— EXTRACTED RECORDS —
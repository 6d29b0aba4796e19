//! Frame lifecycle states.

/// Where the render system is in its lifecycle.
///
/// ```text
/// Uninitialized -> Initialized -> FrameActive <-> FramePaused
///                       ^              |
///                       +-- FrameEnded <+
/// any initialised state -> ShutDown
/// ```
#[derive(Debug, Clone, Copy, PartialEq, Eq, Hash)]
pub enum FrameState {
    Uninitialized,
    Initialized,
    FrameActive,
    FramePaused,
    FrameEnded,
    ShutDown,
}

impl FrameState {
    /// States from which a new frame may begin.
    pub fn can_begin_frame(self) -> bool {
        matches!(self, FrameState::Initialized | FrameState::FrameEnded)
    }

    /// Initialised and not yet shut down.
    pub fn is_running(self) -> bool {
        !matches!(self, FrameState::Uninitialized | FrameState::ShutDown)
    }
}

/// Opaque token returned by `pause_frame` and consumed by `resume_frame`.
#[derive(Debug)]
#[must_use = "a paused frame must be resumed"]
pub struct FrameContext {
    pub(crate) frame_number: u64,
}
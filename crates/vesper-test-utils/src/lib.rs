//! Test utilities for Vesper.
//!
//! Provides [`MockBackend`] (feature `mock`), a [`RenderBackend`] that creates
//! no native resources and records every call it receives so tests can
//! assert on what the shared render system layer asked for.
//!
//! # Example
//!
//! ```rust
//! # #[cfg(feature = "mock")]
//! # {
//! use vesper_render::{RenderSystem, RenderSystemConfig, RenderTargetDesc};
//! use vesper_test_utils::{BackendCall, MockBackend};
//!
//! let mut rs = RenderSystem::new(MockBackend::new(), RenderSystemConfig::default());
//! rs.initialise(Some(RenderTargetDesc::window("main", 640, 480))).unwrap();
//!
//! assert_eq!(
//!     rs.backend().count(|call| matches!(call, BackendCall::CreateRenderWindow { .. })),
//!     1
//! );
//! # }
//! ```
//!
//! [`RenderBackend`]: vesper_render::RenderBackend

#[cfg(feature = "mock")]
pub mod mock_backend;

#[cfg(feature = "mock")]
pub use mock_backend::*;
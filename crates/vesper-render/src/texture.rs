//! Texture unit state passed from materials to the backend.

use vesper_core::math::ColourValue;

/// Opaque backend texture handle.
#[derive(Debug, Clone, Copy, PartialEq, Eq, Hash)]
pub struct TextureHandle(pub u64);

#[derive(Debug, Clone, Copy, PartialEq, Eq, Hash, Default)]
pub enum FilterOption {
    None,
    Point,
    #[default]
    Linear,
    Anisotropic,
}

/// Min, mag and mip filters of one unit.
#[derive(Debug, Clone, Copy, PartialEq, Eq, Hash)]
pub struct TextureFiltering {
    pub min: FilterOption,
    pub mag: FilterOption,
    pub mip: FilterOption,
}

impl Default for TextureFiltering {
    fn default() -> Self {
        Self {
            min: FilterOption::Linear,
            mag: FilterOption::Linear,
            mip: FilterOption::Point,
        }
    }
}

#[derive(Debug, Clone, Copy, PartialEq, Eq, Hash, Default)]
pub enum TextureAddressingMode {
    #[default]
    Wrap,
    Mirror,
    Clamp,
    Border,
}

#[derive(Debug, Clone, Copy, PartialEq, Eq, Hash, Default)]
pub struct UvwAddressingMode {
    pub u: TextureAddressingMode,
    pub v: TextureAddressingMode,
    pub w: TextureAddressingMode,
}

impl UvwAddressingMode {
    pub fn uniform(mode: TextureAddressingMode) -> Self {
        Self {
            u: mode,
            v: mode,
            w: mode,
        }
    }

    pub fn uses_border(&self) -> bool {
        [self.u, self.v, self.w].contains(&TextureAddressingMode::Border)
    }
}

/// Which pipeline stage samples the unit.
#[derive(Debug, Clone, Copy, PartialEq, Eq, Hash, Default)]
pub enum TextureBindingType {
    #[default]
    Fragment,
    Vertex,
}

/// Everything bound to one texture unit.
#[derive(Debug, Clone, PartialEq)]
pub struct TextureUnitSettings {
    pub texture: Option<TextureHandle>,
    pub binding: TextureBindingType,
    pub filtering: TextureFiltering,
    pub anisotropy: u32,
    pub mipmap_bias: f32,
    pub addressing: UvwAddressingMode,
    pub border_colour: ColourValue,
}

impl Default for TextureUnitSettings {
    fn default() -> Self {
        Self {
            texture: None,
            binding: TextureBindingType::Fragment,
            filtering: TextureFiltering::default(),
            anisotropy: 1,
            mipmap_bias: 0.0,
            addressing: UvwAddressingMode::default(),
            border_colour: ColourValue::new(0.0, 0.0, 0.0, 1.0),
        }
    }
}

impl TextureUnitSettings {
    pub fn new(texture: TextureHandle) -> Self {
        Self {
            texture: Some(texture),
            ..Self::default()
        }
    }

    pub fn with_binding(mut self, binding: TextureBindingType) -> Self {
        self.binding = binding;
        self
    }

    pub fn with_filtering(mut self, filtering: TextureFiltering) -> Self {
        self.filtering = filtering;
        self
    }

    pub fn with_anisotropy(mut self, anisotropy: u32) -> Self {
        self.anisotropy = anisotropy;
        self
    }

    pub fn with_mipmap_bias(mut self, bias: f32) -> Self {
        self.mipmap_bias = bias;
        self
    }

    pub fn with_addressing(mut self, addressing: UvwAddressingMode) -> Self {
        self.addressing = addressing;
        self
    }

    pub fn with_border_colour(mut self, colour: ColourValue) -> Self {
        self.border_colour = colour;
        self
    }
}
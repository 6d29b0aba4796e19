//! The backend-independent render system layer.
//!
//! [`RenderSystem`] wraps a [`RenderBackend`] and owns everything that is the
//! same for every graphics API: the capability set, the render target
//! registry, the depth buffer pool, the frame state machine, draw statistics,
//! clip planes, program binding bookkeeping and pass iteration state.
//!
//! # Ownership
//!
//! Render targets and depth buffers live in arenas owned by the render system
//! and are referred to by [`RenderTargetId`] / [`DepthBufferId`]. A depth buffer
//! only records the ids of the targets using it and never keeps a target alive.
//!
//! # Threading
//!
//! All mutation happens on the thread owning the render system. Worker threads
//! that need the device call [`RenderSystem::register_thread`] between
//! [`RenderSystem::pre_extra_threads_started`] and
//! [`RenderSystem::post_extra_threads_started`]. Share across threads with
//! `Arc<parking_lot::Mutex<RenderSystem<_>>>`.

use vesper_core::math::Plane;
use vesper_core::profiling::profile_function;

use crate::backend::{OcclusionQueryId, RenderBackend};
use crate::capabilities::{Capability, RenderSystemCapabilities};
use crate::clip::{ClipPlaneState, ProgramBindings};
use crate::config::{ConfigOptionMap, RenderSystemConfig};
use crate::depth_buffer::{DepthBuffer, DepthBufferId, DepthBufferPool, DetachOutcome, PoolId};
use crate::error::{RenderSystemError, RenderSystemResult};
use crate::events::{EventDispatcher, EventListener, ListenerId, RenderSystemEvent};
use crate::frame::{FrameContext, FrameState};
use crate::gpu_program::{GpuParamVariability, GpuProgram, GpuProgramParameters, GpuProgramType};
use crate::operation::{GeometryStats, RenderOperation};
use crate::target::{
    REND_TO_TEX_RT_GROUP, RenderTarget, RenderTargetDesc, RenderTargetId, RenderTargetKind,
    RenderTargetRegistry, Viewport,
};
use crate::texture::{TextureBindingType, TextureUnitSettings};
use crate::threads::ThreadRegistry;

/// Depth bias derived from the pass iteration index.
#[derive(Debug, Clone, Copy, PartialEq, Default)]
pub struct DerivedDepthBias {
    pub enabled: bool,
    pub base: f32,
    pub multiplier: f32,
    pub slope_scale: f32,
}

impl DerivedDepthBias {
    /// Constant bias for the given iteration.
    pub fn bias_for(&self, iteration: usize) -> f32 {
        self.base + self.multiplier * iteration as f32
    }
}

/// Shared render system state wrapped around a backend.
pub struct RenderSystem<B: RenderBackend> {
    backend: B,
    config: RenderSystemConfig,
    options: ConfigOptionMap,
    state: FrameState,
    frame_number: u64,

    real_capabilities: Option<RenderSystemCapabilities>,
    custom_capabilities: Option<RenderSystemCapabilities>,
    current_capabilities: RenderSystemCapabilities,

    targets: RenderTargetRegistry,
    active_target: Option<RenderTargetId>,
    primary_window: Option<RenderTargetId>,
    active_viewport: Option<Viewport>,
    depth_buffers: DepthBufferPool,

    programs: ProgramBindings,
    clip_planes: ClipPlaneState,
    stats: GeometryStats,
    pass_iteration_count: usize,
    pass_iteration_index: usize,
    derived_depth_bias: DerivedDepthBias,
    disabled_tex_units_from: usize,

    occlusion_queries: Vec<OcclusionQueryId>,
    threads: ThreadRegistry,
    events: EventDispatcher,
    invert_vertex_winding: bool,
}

— WORK REQUEST —
Scan the data for lines containing "FrameActive" and copy all of them.

— TASK RESPONSE —
/// Uninitialized -> Initialized -> FrameActive <-> FramePaused
    FrameActive,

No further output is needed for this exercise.